Goodbye Kreisky – Brut Wien – Nesterval mit dem Sequel zu ihrem Nestroypreisgewinner „Der Kreisky-Test“
Wien, 25. November 2020. Was bisher geschah, teilweise lässt es sich in der Nachtkritik zu Nestervals Vorgängerproduktion "Der Kreisky-Test" nachlesen. Die war Mitte April 2020 und geprägt von großer Aufregung wegen des spontanen Einsatzes von Zoom und so. Jetzt, etliche Netztheater-Konferenzen später, sitzen wir also wieder vor unseren Rechnern.
Livestream aus dem Stadion
Auch diesmal hatte das Team um Herrn Finnland (Regie) und Frau Löfberg (Buch) ein immersives Echtleben-Theaterabenteuer geplant, in einem Fußballstadion, mit verschiedenen Kleingruppen, die den zahlreichen Performer:innen aus dem Nesterval-Ensemble treppauf, treppab durch die Räume folgen. Und auch diesmal ist ein Veranstaltungsverbot dazwischengekommen. Den Plan Z wie Zoom dürfte man diesmal schon in der Tasche gehabt haben, denn am Tag eins des Lockdowns kam die Info: Erworbene Karten (und bei diesem notorisch ausverkauften Trupp sind das stets: alle Karten) behalten ihre Gültigkeit.

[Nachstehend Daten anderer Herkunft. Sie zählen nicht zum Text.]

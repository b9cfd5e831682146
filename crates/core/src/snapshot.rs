// Copyright (C) 2026 Fred Clausen
// Use of this source code is governed by an MIT-style
// license that can be found in the LICENSE file or at
// https://opensource.org/licenses/MIT.

use po_form_domain::{Currency, FormState, Job, PoType, ReferenceCatalog, Talent};
use serde::Serialize;

/// The normalized record handed to the submission sink.
///
/// Header fields are copied verbatim; the client display name is resolved
/// from the catalog at submit time.
#[derive(Debug, Clone, PartialEq, Eq, Serialize)]
#[serde(rename_all = "camelCase")]
pub struct PurchaseOrderSnapshot {
    /// The selected client identifier.
    pub client_id: String,
    /// The selected client display name.
    pub client_name: String,
    /// The PO type.
    pub po_type: Option<PoType>,
    /// The PO number.
    pub po_number: String,
    /// The received-on date.
    pub received_on: String,
    /// The received-from name.
    pub received_from_name: String,
    /// The received-from email.
    pub received_from_email: String,
    /// The PO start date.
    pub po_start_date: String,
    /// The PO end date.
    pub po_end_date: String,
    /// The budget.
    pub budget: String,
    /// The budget currency.
    pub currency: Currency,
    /// The job lines.
    pub jobs: Vec<JobSnapshot>,
}

/// A job line in a submitted purchase order.
#[derive(Debug, Clone, PartialEq, Eq, Serialize)]
#[serde(rename_all = "camelCase")]
pub struct JobSnapshot {
    /// The requisition key.
    pub requisition_key: String,
    /// The requisition display identifier.
    pub requisition_id: String,
    /// The talents on this job.
    pub talents: Vec<TalentSnapshot>,
}

/// A talent in a submitted purchase order.
#[derive(Debug, Clone, PartialEq, Eq, Serialize)]
#[serde(rename_all = "camelCase")]
pub struct TalentSnapshot {
    /// The roster talent this talent was picked from, `null` for manual entries.
    pub source_id: Option<String>,
    /// The display name.
    pub name: String,
    /// The contract duration.
    pub contract_duration: String,
    /// The bill rate.
    pub bill_rate: String,
    /// The bill rate currency.
    pub currency: Currency,
    /// The standard rate.
    pub standard_rate: String,
    /// The standard rate currency.
    pub standard_currency: Currency,
    /// The overtime rate.
    pub overtime_rate: String,
    /// The overtime rate currency.
    pub overtime_currency: Currency,
}

impl PurchaseOrderSnapshot {
    /// Builds the snapshot of a form.
    #[must_use]
    pub fn from_state<C>(state: &FormState, catalog: &C) -> Self
    where
        C: ReferenceCatalog + ?Sized,
    {
        let header = &state.header;
        let client_id: String = header.client_id.clone().unwrap_or_default();
        let client_name: String = catalog
            .client(&client_id)
            .map(|c| c.name.clone())
            .unwrap_or_default();

        Self {
            client_id,
            client_name,
            po_type: header.po_type,
            po_number: header.po_number.clone(),
            received_on: header.received_on.clone(),
            received_from_name: header.received_from_name.clone(),
            received_from_email: header.received_from_email.clone(),
            po_start_date: header.po_start_date.clone(),
            po_end_date: header.po_end_date.clone(),
            budget: header.budget.clone(),
            currency: header.currency,
            jobs: state.jobs.iter().map(JobSnapshot::from).collect(),
        }
    }
}

impl From<&Job> for JobSnapshot {
    fn from(job: &Job) -> Self {
        Self {
            requisition_key: job.requisition_key.clone().unwrap_or_default(),
            requisition_id: job.requisition_id.clone(),
            talents: job.talents.iter().map(TalentSnapshot::from).collect(),
        }
    }
}

impl From<&Talent> for TalentSnapshot {
    fn from(talent: &Talent) -> Self {
        Self {
            source_id: talent.source_id().map(ToString::to_string),
            name: talent.name.clone(),
            contract_duration: talent.contract_duration.clone(),
            bill_rate: talent.bill_rate.clone(),
            currency: talent.currency,
            standard_rate: talent.standard_rate.clone(),
            standard_currency: talent.standard_currency,
            overtime_rate: talent.overtime_rate.clone(),
            overtime_currency: talent.overtime_currency,
        }
    }
}
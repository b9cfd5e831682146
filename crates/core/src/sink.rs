// Copyright (C) 2026 Fred Clausen
// Use of this source code is governed by an MIT-style
// license that can be found in the LICENSE file or at
// https://opensource.org/licenses/MIT.

use crate::snapshot::PurchaseOrderSnapshot;
use tracing::{error, info};

/// Receives accepted purchase orders.
///
/// Called exactly once per successful submit. Delivery is fire-and-forget:
/// the form locks regardless of what the sink does with the snapshot.
pub trait SubmissionSink {
    /// Accepts a submitted purchase order.
    fn submit(&mut self, snapshot: &PurchaseOrderSnapshot);
}

/// Writes each submission to the log as JSON.
#[derive(Debug, Clone, Copy, Default)]
pub struct LogSink;

impl SubmissionSink for LogSink {
    fn submit(&mut self, snapshot: &PurchaseOrderSnapshot) {
        match serde_json::to_string(snapshot) {
            Ok(json) => info!(po_number = %snapshot.po_number, "Form submitted: {json}"),
            Err(e) => error!(po_number = %snapshot.po_number, "Failed to encode submission: {e}"),
        }
    }
}

/// Keeps every submission in memory.
#[derive(Debug, Clone, Default)]
pub struct RecordingSink {
    submissions: Vec<PurchaseOrderSnapshot>,
}

impl RecordingSink {
    /// Creates an empty sink.
    #[must_use]
    pub const fn new() -> Self {
        Self {
            submissions: Vec::new(),
        }
    }

    /// Returns the submissions received so far, oldest first.
    #[must_use]
    pub fn submissions(&self) -> &[PurchaseOrderSnapshot] {
        &self.submissions
    }
}

impl SubmissionSink for RecordingSink {
    fn submit(&mut self, snapshot: &PurchaseOrderSnapshot) {
        self.submissions.push(snapshot.clone());
    }
}
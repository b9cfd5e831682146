// Copyright (C) 2026 Fred Clausen
// Use of this source code is governed by an MIT-style
// license that can be found in the LICENSE file or at
// https://opensource.org/licenses/MIT.

use crate::tests::helpers::create_test_catalog;
use crate::{ReferenceCatalog, RequisitionOption, StaticCatalog, TalentStage};

#[test]
fn test_lists_requisitions_for_client_in_order() {
    let catalog: StaticCatalog = create_test_catalog();

    let options: Vec<RequisitionOption> = catalog.list_requisitions_for_client("c1");

    assert_eq!(options.len(), 2);
    assert_eq!(options[0].key, "r1");
    assert_eq!(options[0].id, "OWNAI_234");
    assert_eq!(options[1].title, "Business Administrator");
}

#[test]
fn test_unknown_client_has_no_requisitions() {
    let catalog: StaticCatalog = create_test_catalog();

    assert!(catalog.list_requisitions_for_client("c9").is_empty());
    assert!(catalog.client("c9").is_none());
}

#[test]
fn test_client_has_requisition_respects_ownership() {
    let catalog: StaticCatalog = create_test_catalog();

    assert!(catalog.client_has_requisition("c1", "r2"));
    assert!(!catalog.client_has_requisition("c1", "r3"));
    assert!(!catalog.client_has_requisition("c9", "r1"));
}

#[test]
fn test_only_moved_talents_are_selectable() {
    let catalog: StaticCatalog = create_test_catalog();
    let requisition = catalog.get_requisition("r1").unwrap();

    let ids: Vec<&str> = requisition
        .selectable_talents()
        .iter()
        .map(|t| t.id.as_str())
        .collect();

    assert_eq!(ids, vec!["t1", "t2"]);
    assert!(requisition.talent("t3").is_some());
}

#[test]
fn test_stage_selectability() {
    assert!(TalentStage::new(TalentStage::MOVED).is_selectable());
    assert!(!TalentStage::new("screening").is_selectable());
    assert!(!TalentStage::new("Moved").is_selectable());
}

#[test]
fn test_catalog_deserializes_from_json() {
    let json: &str = r#"{
        "clients": [{ "id": "c2", "name": "Acme Corp", "requisitions": ["r3"] }],
        "requisitions": {
            "r3": {
                "id": "REQ_3001",
                "title": "QA Engineer",
                "talents": [{ "id": "t6", "name": "Ravi Sharma", "stage": "moved" }]
            }
        }
    }"#;

    let catalog: StaticCatalog = serde_json::from_str(json).unwrap();

    assert_eq!(catalog.list_clients().len(), 1);
    assert_eq!(catalog.client("c2").unwrap().name, "Acme Corp");
    let requisition = catalog.get_requisition("r3").unwrap();
    assert_eq!(requisition.talents[0].stage.value(), "moved");
}
// Copyright (C) 2026 Fred Clausen
// Use of this source code is governed by an MIT-style
// license that can be found in the LICENSE file or at
// https://opensource.org/licenses/MIT.

/// Errors raised when a value or reference does not satisfy the domain contract.
///
/// These are distinct from validation errors: a `DomainError` means a
/// mutation was refused outright, while validation errors describe a form
/// that is simply not complete yet.
#[derive(Debug, Clone, PartialEq, Eq)]
pub enum DomainError {
    /// The PO type string is not a known PO type.
    InvalidPoType(String),
    /// The currency string is not a supported currency.
    InvalidCurrency(String),
    /// The client does not exist in the reference catalog.
    ClientNotFound(String),
    /// The requisition does not exist in the reference catalog.
    RequisitionNotFound(String),
    /// The requisition exists but is not offered to the selected client.
    RequisitionNotForClient {
        /// The requisition key.
        requisition_key: String,
        /// The currently selected client, if any.
        client_id: Option<String>,
    },
    /// A roster talent was requested for a job with no requisition selected.
    NoRequisitionSelected,
    /// The roster talent is not part of the job's requisition.
    RosterTalentNotFound {
        /// The requisition key.
        requisition_key: String,
        /// The requested roster talent identifier.
        talent_id: String,
    },
    /// The roster talent exists but is not in a selectable stage.
    RosterTalentNotSelectable {
        /// The requested roster talent identifier.
        talent_id: String,
        /// The talent's current stage.
        stage: String,
    },
}

impl std::fmt::Display for DomainError {
    fn fmt(&self, f: &mut std::fmt::Formatter<'_>) -> std::fmt::Result {
        match self {
            Self::InvalidPoType(value) => write!(f, "Invalid PO type: '{value}'"),
            Self::InvalidCurrency(value) => write!(f, "Invalid currency: '{value}'"),
            Self::ClientNotFound(id) => write!(f, "Client '{id}' not found"),
            Self::RequisitionNotFound(key) => write!(f, "Requisition '{key}' not found"),
            Self::RequisitionNotForClient {
                requisition_key,
                client_id,
            } => match client_id {
                Some(client_id) => write!(
                    f,
                    "Requisition '{requisition_key}' does not belong to client '{client_id}'"
                ),
                None => write!(
                    f,
                    "Requisition '{requisition_key}' cannot be selected before a client"
                ),
            },
            Self::NoRequisitionSelected => {
                write!(f, "No requisition is selected for this job")
            }
            Self::RosterTalentNotFound {
                requisition_key,
                talent_id,
            } => write!(
                f,
                "Talent '{talent_id}' is not on the roster of requisition '{requisition_key}'"
            ),
            Self::RosterTalentNotSelectable { talent_id, stage } => write!(
                f,
                "Talent '{talent_id}' is in stage '{stage}' and cannot be selected"
            ),
        }
    }
}

impl std::error::Error for DomainError {}
// Copyright (C) 2026 Fred Clausen
// Use of this source code is governed by an MIT-style
// license that can be found in the LICENSE file or at
// https://opensource.org/licenses/MIT.

#![deny(
    clippy::pedantic,
    clippy::cargo,
    clippy::nursery,
    clippy::style,
    clippy::correctness,
    clippy::all,
    clippy::suspicious,
    clippy::complexity,
    clippy::perf,
    clippy::unwrap_used,
    clippy::expect_used
)]

mod apply;
mod command;
mod error;
mod ids;
mod sink;
mod snapshot;
mod state;
mod store;

#[cfg(test)]
mod tests;

// Re-export public types and functions
pub use apply::apply;
pub use command::Command;
pub use error::CoreError;
pub use ids::{IdGenerator, SequentialIds};
pub use sink::{LogSink, RecordingSink, SubmissionSink};
pub use snapshot::{JobSnapshot, PurchaseOrderSnapshot, TalentSnapshot};
pub use state::{IgnoreReason, Transition, TransitionResult};
pub use store::{FormStore, SubmitOutcome};
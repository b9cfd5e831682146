// Copyright (C) 2026 Fred Clausen
// Use of this source code is governed by an MIT-style
// license that can be found in the LICENSE file or at
// https://opensource.org/licenses/MIT.

use po_form_domain::DomainError;

/// Errors that can occur during state transitions.
#[derive(Debug, Clone, PartialEq, Eq)]
pub enum CoreError {
    /// A domain rule was violated.
    DomainViolation(DomainError),
}

impl std::fmt::Display for CoreError {
    fn fmt(&self, f: &mut std::fmt::Formatter<'_>) -> std::fmt::Result {
        match self {
            Self::DomainViolation(err) => write!(f, "Domain violation: {err}"),
        }
    }
}

impl std::error::Error for CoreError {
    fn source(&self) -> Option<&(dyn std::error::Error + 'static)> {
        match self {
            Self::DomainViolation(err) => Some(err),
        }
    }
}

impl From<DomainError> for CoreError {
    fn from(err: DomainError) -> Self {
        Self::DomainViolation(err)
    }
}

Irgendwie kommt es einem aber mühsamer vor, jetzt wo es nicht mehr neu ist. Bevor es zur Sache geht, müssen Galerieansicht, Stummschalten, Bildschirmteilen nochmal ausführlich erklärt werden, in diesem Fall von Analyse044_Andrea: Pamina Puls moderiert mit einem Mix aus dienstbarer Reiseleiterin und News-Reporterin eine der sechs Break-out-Sessions, was in den übrigen fünf passiert, kann man nur erahnen. Endlich schaltet sie live (teils wirklich live, teils nur vorgespiegelt, das lässt sich nicht auseinanderhalten) in die Generali-Arena, das Stadion des FK Austria Wien, wo die 15 Überlebenden der freigelegten Untergrund-Anlage "Goodbye Kreisky" vorübergehend untergekommen sind.
Die Rituale der „Bedroten“
Auf dem Spielfeld huldigen sie in getragenen Gesängen und Tänzen ihrer Göttin, der verstorbenen Gertrud Nesterval, die dereinst mit ihrem Mentor, dem großen österreichischen Bundeskanzler Bruno Kreisky brach, um heimlich unter der Erde Wiens die wahre Sozialdemokratie zu konservieren. Was sie hinterlassen hat, ist freilich ein gar nicht utopischer Haufen marxistisch gleichgeschalteter Frömmlinge, die sich die "Bedroten" nennen (kein Rechtschreibfehler) und à la "Brave New World" unhinterfragt den ihnen zugeteilten Aufgaben nachgehen. Nur dass hier die Männer die Wäsche machen und die Frauen Politik.